Heat gained when ‘M’ g of ice at 0°C converts into water at 0 °C = M × 336 J
Heat gained when temperature of ‘M’ g of water at 0°C rises to 50 °C = M × 4.2 × 5
Total heat gained = M × 336 + M × 4.2 × 5
Heat lost when 250 g of water at 30 °C cools to 50 °C = 250 × 4.2 × 25
= 26250 J
Heat lost when 50 g of vessel at 30°C cools to 50 °C = 50 × 0.4 × 25
= 500 J
Total heat lost = 26250 + 500
= 26750 J
According to principle of mixtures,
Heat gained = Heat lost
M × 336 + M × 4.2 × 5
= 26750
357 M = 26750
M = 26750 / 357
M = 74.93g
Question: 12
2 kg of ice melts when water at 100°C is poured in a hole drilled in a block of ice. What mass of water was used? Given: Specific heat capacity of water = 4200 J kg-1 K-1, specific latent heat of ice = 336 × 103 J Kg-1.
Solution: Given
Mass of ice = 2kg
Temperature change = 100 – 0 = 100 °C
Specific heat capacity of water = 4200 J/kgK
Specific latent heat of ice = 336000 J/kg
Heat energy gained by ice = 2 x 336000 = 672000 J
Let the amount of water poured be M kg
Heat energy lost water = M x 4200 x 100
= 420000M Joule
According to principle of mixtures,
Heat gained = Heat lost
672000 = 420000M
M = 672000/420000
M =1.6 kg
Amount of water poured is 1.6 kg.
Question: 13
Calculate the total amount of heat energy required to convert 100 g of ice at -10 °C completely into water at 100°C. Specific heat capacity of ice = 2.1 J g-1 K-1, specific heat capacity of water = 4.2 J g-1 K-1, specific latent heat of fusion of ice = 336 J g-1.
Solution: Given
Mass of ice = 100g
Heat energy gained by ice to raise the temperature from -10 °C to 0 °C= 100 x 2.1 x 10 = 2100 J
Heat energy gained by ice to convert water at 0 °C = 100 x 336 = 33600 J
Heat energy gained by water to raise the temperature from 0 °C to 100 °C= 100 x4.2 x 100 = 42000 J
Total heat energy gained = 2100 + 33600 + 42000 = 77700 J
Question: 14
The amount of heat energy required to convert 1 kg of ice at -10 °C completely into water at 100 °C is 777000 J. calculate the specific latent heat of ice.

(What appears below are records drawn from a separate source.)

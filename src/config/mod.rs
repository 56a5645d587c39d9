//! Configuration loading and parsing for space-porter.
//!
//! This module handles:
//! - TOML config file parsing and validation
//! - Config file lookup (explicit path, working directory, home directory)
//! - The `config init` template

pub mod loader;
pub mod parser;
pub mod types;

pub use loader::{CONFIG_FILE_NAME, generate_init_template, load_config, user_config_path};
pub use parser::{parse_config_file, parse_config_str};
pub use types::{Config, LaunchConfig, LoadedConfig, MarkerConfig, ScanConfig};
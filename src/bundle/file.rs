use crate::error::{PortError, Result};
use crate::rules::{PatternSet, patch_launch_calls, strip_platform_markers};
use std::path::Path;

/// Read `path`, apply `transform`, and write the result back only if it differs.
///
/// Returns whether the file was rewritten. The file is replaced in full.
pub fn rewrite_file<F>(path: &Path, transform: F) -> Result<bool>
where
	F: FnOnce(&str) -> String,
{
	let original = std::fs::read_to_string(path).map_err(|source| PortError::FileRead {
		path: path.to_path_buf(),
		source,
	})?;

	let rewritten = transform(&original);
	if rewritten == original {
		tracing::debug!(path = %path.display(), "unchanged");
		return Ok(false);
	}

	std::fs::write(path, rewritten).map_err(|source| PortError::FileWrite {
		path: path.to_path_buf(),
		source,
	})?;

	tracing::debug!(path = %path.display(), "rewritten");
	Ok(true)
}

/// Strip platform imports and decorators from one file.
pub fn strip_file(path: &Path, patterns: &PatternSet) -> Result<bool> {
	rewrite_file(path, |text| strip_platform_markers(text, patterns))
}

/// Patch every launch call in one file.
pub fn patch_launch_file(path: &Path, patterns: &PatternSet) -> Result<bool> {
	rewrite_file(path, |text| patch_launch_calls(text, patterns))
}
use crate::bundle::file::{patch_launch_file, strip_file};
use crate::config::types::{Config, ScanConfig};
use crate::error::{PortError, Result};
use crate::rules::PatternSet;
use std::path::{Path, PathBuf};
use walkdir::{DirEntry, WalkDir};

/// How the entry file was chosen.
#[derive(Debug, Clone, Copy, PartialEq, Eq)]
pub enum Selection {
	/// A conventional filename at the bundle root.
	ConventionalName,

	/// The first source file containing the launch marker.
	LaunchMarker,
}

impl Selection {
	pub fn as_str(&self) -> &'static str {
		match self {
			Selection::ConventionalName => "conventional name",
			Selection::LaunchMarker => "launch marker",
		}
	}
}

/// The file that starts the bundle's UI server.
#[derive(Debug, Clone, PartialEq, Eq)]
pub struct EntryFile {
	pub path: PathBuf,
	pub selection: Selection,

	/// Whether patching the launch call changed the file.
	pub launch_patched: bool,
}

/// Outcome of processing a bundle.
#[derive(Debug, Clone, Default)]
pub struct BundleReport {
	/// Number of source files enumerated.
	pub source_files: usize,

	/// Files rewritten by the strip rules.
	pub stripped: Vec<PathBuf>,

	/// The entry file, `None` when neither selection strategy found one.
	pub entry: Option<EntryFile>,
}

impl BundleReport {
	pub fn entry_path(&self) -> Option<&Path> {
		self.entry.as_ref().map(|entry| entry.path.as_path())
	}
}

/// Walks a bundle, strips platform markers, and patches the entry file.
#[derive(Debug)]
pub struct BundleScanner {
	patterns: PatternSet,
	scan: ScanConfig,
}

impl BundleScanner {
	pub fn new(patterns: PatternSet, scan: ScanConfig) -> Self {
		BundleScanner { patterns, scan }
	}

	pub fn from_config(config: &Config) -> Result<Self> {
		Ok(Self::new(
			PatternSet::from_config(config)?,
			config.scan.clone(),
		))
	}

	pub fn patterns(&self) -> &PatternSet {
		&self.patterns
	}

	/// Strip platform markers from one file.
	pub fn strip_file(&self, path: &Path) -> Result<bool> {
		strip_file(path, &self.patterns)
	}

	/// Patch the launch calls in one file.
	pub fn patch_launch_file(&self, path: &Path) -> Result<bool> {
		patch_launch_file(path, &self.patterns)
	}

	/// Process a whole bundle.
	///
	/// Every source file is stripped first. The entry file is then selected
	/// and its launch call patched. A missing root is reported as a bundle
	/// without an entry file. The first I/O error aborts the scan.
	pub fn process(&self, root: &Path) -> Result<BundleReport> {
		if !root.is_dir() {
			tracing::warn!(root = %root.display(), "bundle root is not a directory");
			return Ok(BundleReport::default());
		}

		let files = self.source_files(root)?;
		let mut report = BundleReport {
			source_files: files.len(),
			..Default::default()
		};

		for file in &files {
			if self.strip_file(file)? {
				tracing::info!(path = %file.display(), "stripped platform markers");
				report.stripped.push(file.clone());
			}
		}

		let Some((path, selection)) = self.select_entry(root, &files)? else {
			tracing::warn!(root = %root.display(), "no entry file found");
			return Ok(report);
		};

		let launch_patched = self.patch_launch_file(&path)?;
		tracing::info!(
			path = %path.display(),
			selection = selection.as_str(),
			launch_patched,
			"selected entry file"
		);

		report.entry = Some(EntryFile {
			path,
			selection,
			launch_patched,
		});
		Ok(report)
	}

	/// Enumerate source files below `root`, sorted by name at every level.
	pub fn source_files(&self, root: &Path) -> Result<Vec<PathBuf>> {
		let mut files = Vec::new();
		let walker = WalkDir::new(root)
			.sort_by_file_name()
			.into_iter()
			.filter_entry(|entry| entry.depth() == 0 || !self.is_skipped(entry));

		for entry in walker {
			let entry = entry.map_err(|source| PortError::Walk {
				path: source
					.path()
					.map(Path::to_path_buf)
					.unwrap_or_else(|| root.to_path_buf()),
				source,
			})?;

			if entry.file_type().is_file() && self.has_source_extension(entry.path()) {
				files.push(entry.into_path());
			}
		}

		Ok(files)
	}

	/// Select the entry file: conventional names first, then content sniffing.
	///
	/// A conventional file wins even if it never launches anything.
	pub fn select_entry(
		&self,
		root: &Path,
		files: &[PathBuf],
	) -> Result<Option<(PathBuf, Selection)>> {
		for name in &self.scan.entry_files {
			let candidate = root.join(name);
			if candidate.is_file() {
				return Ok(Some((candidate, Selection::ConventionalName)));
			}
		}

		for file in files {
			let content = std::fs::read_to_string(file).map_err(|source| PortError::FileRead {
				path: file.clone(),
				source,
			})?;
			if content.contains(&self.scan.launch_marker) {
				return Ok(Some((file.clone(), Selection::LaunchMarker)));
			}
		}

		Ok(None)
	}

	/// Hidden directories and `skip-dirs` are pruned; files are never skipped here.
	fn is_skipped(&self, entry: &DirEntry) -> bool {
		if !entry.file_type().is_dir() {
			return false;
		}
		let name = entry.file_name().to_string_lossy();
		name.starts_with('.') || self.scan.skip_dirs.iter().any(|dir| *dir == name)
	}

	fn has_source_extension(&self, path: &Path) -> bool {
		path.extension()
			.and_then(|ext| ext.to_str())
			.is_some_and(|ext| self.scan.extensions.iter().any(|allowed| allowed == ext))
	}
}

/// Process a bundle with the given configuration.
pub fn process_bundle(root: &Path, config: &Config) -> Result<BundleReport> {
	BundleScanner::from_config(config)?.process(root)
}

#[cfg(test)]
mod tests {
	use super::*;
	use std::fs;

	fn scanner() -> BundleScanner {
		BundleScanner::from_config(&Config::default()).unwrap()
	}

	fn write(root: &Path, relative: &str, content: &str) -> PathBuf {
		let path = root.join(relative);
		if let Some(parent) = path.parent() {
			fs::create_dir_all(parent).unwrap();
		}
		fs::write(&path, content).unwrap();
		path
	}

	#[test]
	fn test_fallback_selects_file_with_launch_call() {
		let temp_dir = tempfile::tempdir().unwrap();
		let root = temp_dir.path();
		write(root, "model.py", "def load():\n    pass\n");
		let demo = write(root, "ui/demo.py", "import gradio as gr\ndemo.launch()\n");

		let report = scanner().process(root).unwrap();
		let entry = report.entry.unwrap();

		assert_eq!(entry.path, demo);
		assert_eq!(entry.selection, Selection::LaunchMarker);
		assert!(entry.launch_patched);
		assert!(
			fs::read_to_string(&demo)
				.unwrap()
				.contains("demo.launch(share=True, server_name=\"0.0.0.0\")")
		);
	}

	#[test]
	fn test_root_demo_py_is_a_conventional_name() {
		let temp_dir = tempfile::tempdir().unwrap();
		let root = temp_dir.path();
		let demo = write(root, "demo.py", "demo.launch()\n");

		let entry = scanner().process(root).unwrap().entry.unwrap();
		assert_eq!(entry.path, demo);
		assert_eq!(entry.selection, Selection::ConventionalName);
	}

	#[test]
	fn test_priority_list_wins_over_content() {
		let temp_dir = tempfile::tempdir().unwrap();
		let root = temp_dir.path();
		let app = write(root, "app.py", "print('hello')\n");
		let gradio_app = write(root, "gradio_app.py", "demo.launch()\n");

		let entry = scanner().process(root).unwrap().entry.unwrap();

		assert_eq!(entry.path, app);
		assert_eq!(entry.selection, Selection::ConventionalName);
		assert!(!entry.launch_patched);
		// Only the entry file gets its launch call patched
		assert_eq!(fs::read_to_string(&gradio_app).unwrap(), "demo.launch()\n");
	}

	#[test]
	fn test_priority_order() {
		let temp_dir = tempfile::tempdir().unwrap();
		let root = temp_dir.path();
		write(root, "gradio_app.py", "demo.launch()\n");
		let main = write(root, "main.py", "demo.launch()\n");

		let entry = scanner().process(root).unwrap().entry.unwrap();
		assert_eq!(entry.path, main);
	}

	#[test]
	fn test_every_source_file_is_stripped() {
		let temp_dir = tempfile::tempdir().unwrap();
		let root = temp_dir.path();
		let app = write(
			root,
			"app.py",
			"import spaces\nfrom models import run\n\n@spaces.GPU\ndef predict(x):\n    return run(x)\n\ndemo.launch()\n",
		);
		let model = write(
			root,
			"models/__init__.py",
			"from spaces import GPU\n\n@GPU(duration=30)\ndef run(x):\n    return x\n",
		);
		let readme = write(root, "notes.txt", "import spaces\n");

		let report = scanner().process(root).unwrap();

		assert_eq!(report.source_files, 2);
		assert_eq!(report.stripped, vec![app.clone(), model.clone()]);
		assert_eq!(
			fs::read_to_string(&app).unwrap(),
			"from models import run\n\ndef predict(x):\n    return run(x)\n\ndemo.launch(share=True, server_name=\"0.0.0.0\")\n"
		);
		assert_eq!(
			fs::read_to_string(&model).unwrap(),
			"\ndef run(x):\n    return x\n"
		);
		assert_eq!(fs::read_to_string(&readme).unwrap(), "import spaces\n");
	}

	#[test]
	fn test_no_entry_file() {
		let temp_dir = tempfile::tempdir().unwrap();
		write(temp_dir.path(), "utils.py", "def helper():\n    pass\n");

		let report = scanner().process(temp_dir.path()).unwrap();
		assert_eq!(report.source_files, 1);
		assert!(report.entry.is_none());
		assert!(report.entry_path().is_none());
	}

	#[test]
	fn test_missing_root_is_not_found() {
		let temp_dir = tempfile::tempdir().unwrap();
		let report = scanner().process(&temp_dir.path().join("nope")).unwrap();

		assert_eq!(report.source_files, 0);
		assert!(report.entry.is_none());
	}

	#[test]
	fn test_hidden_and_skipped_dirs_are_not_enumerated() {
		let temp_dir = tempfile::tempdir().unwrap();
		let root = temp_dir.path();
		write(root, ".git/hooks/pre_commit.py", "demo.launch()\n");
		write(root, "venv/lib/site.py", "demo.launch()\n");
		write(root, "__pycache__/app.py", "demo.launch()\n");
		let kept = write(root, "src/run.py", "demo.launch()\n");

		let files = scanner().source_files(root).unwrap();
		assert_eq!(files, vec![kept]);
	}

	#[test]
	fn test_hidden_source_files_are_enumerated() {
		let temp_dir = tempfile::tempdir().unwrap();
		let root = temp_dir.path();
		write(root, ".cache/model.py", "import spaces\n");
		let hidden = write(root, ".helpers.py", "import spaces\nimport os\n");
		let nested = write(root, "src/.local.py", "\n");

		let scanner = scanner();
		let files = scanner.source_files(root).unwrap();
		assert_eq!(files, vec![hidden.clone(), nested]);

		let report = scanner.process(root).unwrap();
		assert_eq!(report.stripped, vec![hidden.clone()]);
		assert_eq!(fs::read_to_string(&hidden).unwrap(), "import os\n");
	}

	#[test]
	fn test_enumeration_is_sorted() {
		let temp_dir = tempfile::tempdir().unwrap();
		let root = temp_dir.path();
		let b = write(root, "b.py", "b.launch()\n");
		let a = write(root, "a.py", "a.launch()\n");
		let nested = write(root, "a_dir/z.py", "\n");

		let scanner = scanner();
		let files = scanner.source_files(root).unwrap();
		assert_eq!(files, vec![a.clone(), nested, b]);

		let (selected, _) = scanner.select_entry(root, &files).unwrap().unwrap();
		assert_eq!(selected, a);
	}

	#[test]
	fn test_non_utf8_file_aborts_scan() {
		let temp_dir = tempfile::tempdir().unwrap();
		let root = temp_dir.path();
		let bad = write(root, "broken.py", "x");
		fs::write(&bad, [0xff, 0xfe]).unwrap();

		match scanner().process(root).unwrap_err() {
			PortError::FileRead { path, .. } => assert_eq!(path, bad),
			other => panic!("Expected FileRead error, got {other:?}"),
		}
	}
}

Specific heat capacity of ice = 2100 J kg-1 K-1, Specific heat capacity of water is 4200 J kg-1 K-1.
Solution: Given
Mass of ice = 1 kg
Total energy = 777000 J
Heat energy gained by ice to raise temperature from -10°C to 0°C = 1 x 2100 x 10 = 21000 J
Let heat energy gained by ice to convert into water at 0 °C be L.
Heat energy gained by water to raise the temperature from 0 °C to 100 °C= 1 x 4200 x 100 = 420000 J
Total energy = 21000 + 420000 + L
777000 = 441000 + L
L = 336000 J/kg
Question: 15
200 g of ice at 0°C converts into water at 0°C in 1 minute when heat is supplied to it at a constant rate. In how much time, 200 g of water at 0°C will change to 20°C? Take specific latent heat of ice = 336 J g-1.
Solution: Given
Mass of ice, m1=200 g
Mass of water, m2 = 200 g
Change in temperature ∆t= 20 °C
Time taken = 1 min = 60 s
As the rate of exchange is constant, hence power required is the same.
Power to convert ice = power to raise temperature of water
Energy gained by ice/time = energy gained by water/ time
m1 x specific latent heat of ice / time = m2 x specific heat capacity of water x ∆t/ time
200 x 336 /60 = 200 x 4.2 x 20/time
1120 = 16800/ time
Time = 16800/1120
Time = 15 s
Time taken by 200g of water at 0 °C to change to 20°C is 15s.